TUNIS (Reuters) - Tens of thousands of Tunisians took to the streets on Saturday to renew their demands that the Islamist-led government step down and end a political deadlock threatening the North African country’s fledgling democracy.
It was the largest protest since Tunisia’s crisis erupted over the killing of an opposition leader in July, increasing pressure on the ruling Ennahda party to make way for a caretaker government before proposed elections.
Waving red and white national flags and pictures of slain opposition leader Mohamed Brahmi, protesters packed streets around a building where a national assembly had been drafting a new constitution until its work was suspended due to unrest.
“It’s over for them, they should leave,” said sports teacher Houssem Ben Hassen at the rally, wrapped in a Tunisian flag. “We need a government for all Tunisians.”
Divisions between Tunisia’s Islamists and their secular opponents have widened since the uprising that ousted President Zine al-Abidine Ben Ali, a revolt that triggered unrest across the Arab world and toppled rulers in Egypt, Libya and Yemen.
Tunisia’s transition since that revolt has been relatively peaceful, with the moderate Islamist Ennahda party sharing power with smaller secular parties.
But tensions have increased in the nation of 11 million since Brahmi was killed in July, just months after another secular opposition figure was murdered by gunmen who authorities say were tied to radical Islamists.
Drawn-out wrangling over political control, elections and a new constitution now threatens transition and economic growth in a country once seen as the most promising example for the region’s nascent democracies following the “Arab Spring”.
The head of the constituent assembly about to finish drafting the new constitution halted its work after the July opposition leader’s assassination, throwing the country’s transition plan for a caretaker cabinet and elections off track.
Facing a vote analysts say it may lose, Ennahda has said it is willing to step down, but asked for at least a month to allow the national assembly to finish writing the constitution and to negotiate over the composition of the caretaker government.

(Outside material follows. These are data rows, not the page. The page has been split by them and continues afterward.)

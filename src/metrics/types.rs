use std::collections::BTreeMap;
use std::fmt;
use std::time::Duration;

use serde::{Deserialize, Serialize};

use super::timing::Timing;

/// Response headers keyed by lowercase name, preserving repeated values.
#[derive(Debug, Clone, Default, PartialEq, Eq, Serialize, Deserialize)]
#[serde(transparent)]
pub struct Headers(BTreeMap<String, Vec<String>>);

impl Headers {
    #[must_use]
    pub fn new() -> Self {
        Self::default()
    }

    pub fn append(&mut self, name: &str, value: impl Into<String>) {
        self.0
            .entry(name.to_ascii_lowercase())
            .or_default()
            .push(value.into());
    }

    /// First value for `name`, matched case-insensitively.
    #[must_use]
    pub fn get(&self, name: &str) -> Option<&str> {
        self.0
            .get(&name.to_ascii_lowercase())
            .and_then(|values| values.first())
            .map(String::as_str)
    }

    #[must_use]
    pub fn is_empty(&self) -> bool {
        self.0.is_empty()
    }

    pub fn iter(&self) -> impl Iterator<Item = (&str, &str)> {
        self.0.iter().flat_map(|(name, values)| {
            values
                .iter()
                .map(move |value| (name.as_str(), value.as_str()))
        })
    }
}

impl fmt::Display for Headers {
    fn fmt(&self, f: &mut fmt::Formatter<'_>) -> fmt::Result {
        for (name, value) in self.iter() {
            writeln!(f, "{}: {}", name, value)?;
        }
        Ok(())
    }
}

/// What a request produced. Headers and body are only captured when asked for.
#[derive(Debug, Clone, PartialEq, Eq, Serialize, Deserialize)]
pub struct Response {
    pub status: String,
    pub status_code: u16,
    pub content_length: Option<u64>,
    #[serde(default)]
    pub headers: Headers,
    #[serde(default)]
    pub body: String,
}

impl Response {
    #[must_use]
    pub fn new(status_code: u16, status: impl Into<String>) -> Self {
        Self {
            status: status.into(),
            status_code,
            content_length: None,
            headers: Headers::new(),
            body: String::new(),
        }
    }

    /// Informational, success and redirect codes count as success.
    #[must_use]
    pub const fn is_success(&self) -> bool {
        is_success_status(self.status_code)
    }
}

#[must_use]
pub const fn is_success_status(code: u16) -> bool {
    code >= 100 && code < 400
}

#[derive(Debug, Clone, PartialEq, Eq, Serialize, Deserialize)]
pub struct ResponseTiming {
    pub response: Response,
    pub timing: Timing,
}

/// Ordered results of a run, in completion order.
#[derive(Debug, Clone, Default, PartialEq, Eq, Serialize, Deserialize)]
#[serde(transparent)]
pub struct ResponseTimings(Vec<ResponseTiming>);

impl ResponseTimings {
    #[must_use]
    pub fn new() -> Self {
        Self::default()
    }

    pub fn push(&mut self, entry: ResponseTiming) {
        self.0.push(entry);
    }

    #[must_use]
    pub fn len(&self) -> usize {
        self.0.len()
    }

    #[must_use]
    pub fn is_empty(&self) -> bool {
        self.0.is_empty()
    }

    pub fn iter(&self) -> std::slice::Iter<'_, ResponseTiming> {
        self.0.iter()
    }

    #[must_use]
    pub fn first(&self) -> Option<&ResponseTiming> {
        self.0.first()
    }

    pub fn responses(&self) -> impl Iterator<Item = &Response> {
        self.0.iter().map(|entry| &entry.response)
    }

    pub fn timings(&self) -> impl Iterator<Item = &Timing> {
        self.0.iter().map(|entry| &entry.timing)
    }

    /// Largest total latency, zero for an empty run.
    #[must_use]
    pub fn longest_duration(&self) -> Duration {
        self.timings()
            .map(Timing::total)
            .max()
            .unwrap_or(Duration::ZERO)
    }

    #[must_use]
    pub fn failing_count(&self) -> u64 {
        let count = self.responses().filter(|resp| !resp.is_success()).count();
        u64::try_from(count).unwrap_or(u64::MAX)
    }
}

impl From<Vec<ResponseTiming>> for ResponseTimings {
    fn from(entries: Vec<ResponseTiming>) -> Self {
        Self(entries)
    }
}

impl<'a> IntoIterator for &'a ResponseTimings {
    type Item = &'a ResponseTiming;
    type IntoIter = std::slice::Iter<'a, ResponseTiming>;

    fn into_iter(self) -> Self::IntoIter {
        self.0.iter()
    }
}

After talks failed to end the standoff this week, Tunisia’s opposition Salvation Front - a mix of leftists and traditional parties including leaders who once served under Ben Ali - threatened to intensify protests against Ennahda.

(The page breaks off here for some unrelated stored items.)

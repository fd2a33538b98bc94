use std::sync::Arc;

use tracing::{error, info};

use crate::config::RunParams;
use crate::error::{AppError, AppResult, RunError};
use crate::http::{RateScheduler, RequestExecutor, RequestTemplate, Transport};
use crate::record::write_record;
use crate::shutdown::ShutdownSender;

use super::report::TestReport;
use super::runner::{RunController, RunSettings, RunState};

/// A validated test with its body loaded and its controller built, ready to
/// run.
pub struct PreparedTest {
    params: RunParams,
    controller: RunController,
}

/// What one run produced.
#[derive(Debug, Clone)]
pub struct TestResult {
    pub state: RunState,
    pub report: TestReport,
    pub exit_code: i32,
}

impl PreparedTest {
    /// Validates `params`, reads the body file once and builds the request
    /// template, scheduler and controller.
    ///
    /// # Errors
    ///
    /// Returns an error when the parameters are invalid, the body file
    /// cannot be read, or the method, URL or a header is rejected.
    pub async fn prepare(params: RunParams, transport: Arc<dyn Transport>) -> AppResult<Self> {
        params.validate()?;
        let body = params.body_source().load().await?;

        let mut template = RequestTemplate::new(&params.method, &params.url, params.timeout)?;
        for (name, value) in &params.headers {
            template = template.with_header(name, value)?;
        }
        let template = template.with_body(body);

        let executor = RequestExecutor::new(transport, Arc::new(template))
            .capture(params.capture())
            .fail_fast(params.fail_fast);
        let scheduler = RateScheduler::from_rate(params.freq, params.delay)?;
        let settings = RunSettings {
            concurrency: params.concurrency,
            max_requests: params.max_requests,
            max_time: params.max_time,
            ignore_failures: params.ignore_failures,
        };
        let controller = RunController::new(executor, scheduler, settings)?;
        Ok(Self { params, controller })
    }

    #[must_use]
    pub const fn params(&self) -> &RunParams {
        &self.params
    }

    #[must_use]
    pub fn target(&self) -> String {
        self.controller.target()
    }

    /// Runs the test and writes the run record when an output file is set.
    ///
    /// # Errors
    ///
    /// Returns an error when the run aborts or the record cannot be written.
    pub async fn run(&self, interrupt_tx: &ShutdownSender) -> AppResult<TestResult> {
        let outcome = self.controller.run(interrupt_tx).await?;
        let state = outcome.state;
        let exit_code = outcome.exit_code();
        let report = TestReport::from_outcome(self.target(), self.params.concurrency, outcome);

        if let Some(path) = self.params.out_file.as_deref() {
            write_record(path, &report.to_record(), self.params.out_format).await?;
            info!("Run record written to {}", path.display());
        }
        Ok(TestResult {
            state,
            report,
            exit_code,
        })
    }

    /// Prints the report, and the request listing when interactive.
    pub fn print(&self, result: &TestResult) {
        print!("{}", result.report);
        if self.params.interactive {
            print!("\nRequests:\n{}", result.report.request_details());
        }
    }
}

/// Runs a single test from the command line and prints its report.
///
/// # Errors
///
/// Returns an error when the test cannot be prepared, the run aborts, or
/// any response failed while failures are not ignored.
pub async fn run_test(
    params: RunParams,
    transport: Arc<dyn Transport>,
    interrupt_tx: &ShutdownSender,
) -> AppResult<()> {
    let prepared = PreparedTest::prepare(params, transport).await?;
    let result = prepared.run(interrupt_tx).await?;
    prepared.print(&result);

    if result.exit_code != 0 {
        let count = result.report.response_timings.failing_count();
        error!("{} of {} response(s) failed", count, result.report.response_count);
        return Err(AppError::run(RunError::FailingStatuses { count }));
    }
    Ok(())
}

“We have to put more pressure on the government so they step down. There is no other solution,” said Jilani Hammami, an opposition member. “If we wait for Ennahda, then they will carry on for two months and keep on with their programme.”
While the Egyptian army’s overthrow of Islamist President Mohamed Mursi in July following mass protests against him has further emboldened the anti-Islamist opposition in Tunisia, it is unlikely to follow Egypt’s path.
With its strong links to Europe and a non-political military staying out of the fray, most analysts see Tunisia weathering its current crisis to hold elections despite disagreements over how and when the poll will happen.
“The contours of a compromise have been sketched: a new technocratic government and the approval of the constitution within the space of a month or two,” said Riccardo Fabiani, a Middle East analyst with London-based Eurasia Group.
“The real obstacle is the issue of when the current government should leave and a new one should be formed.”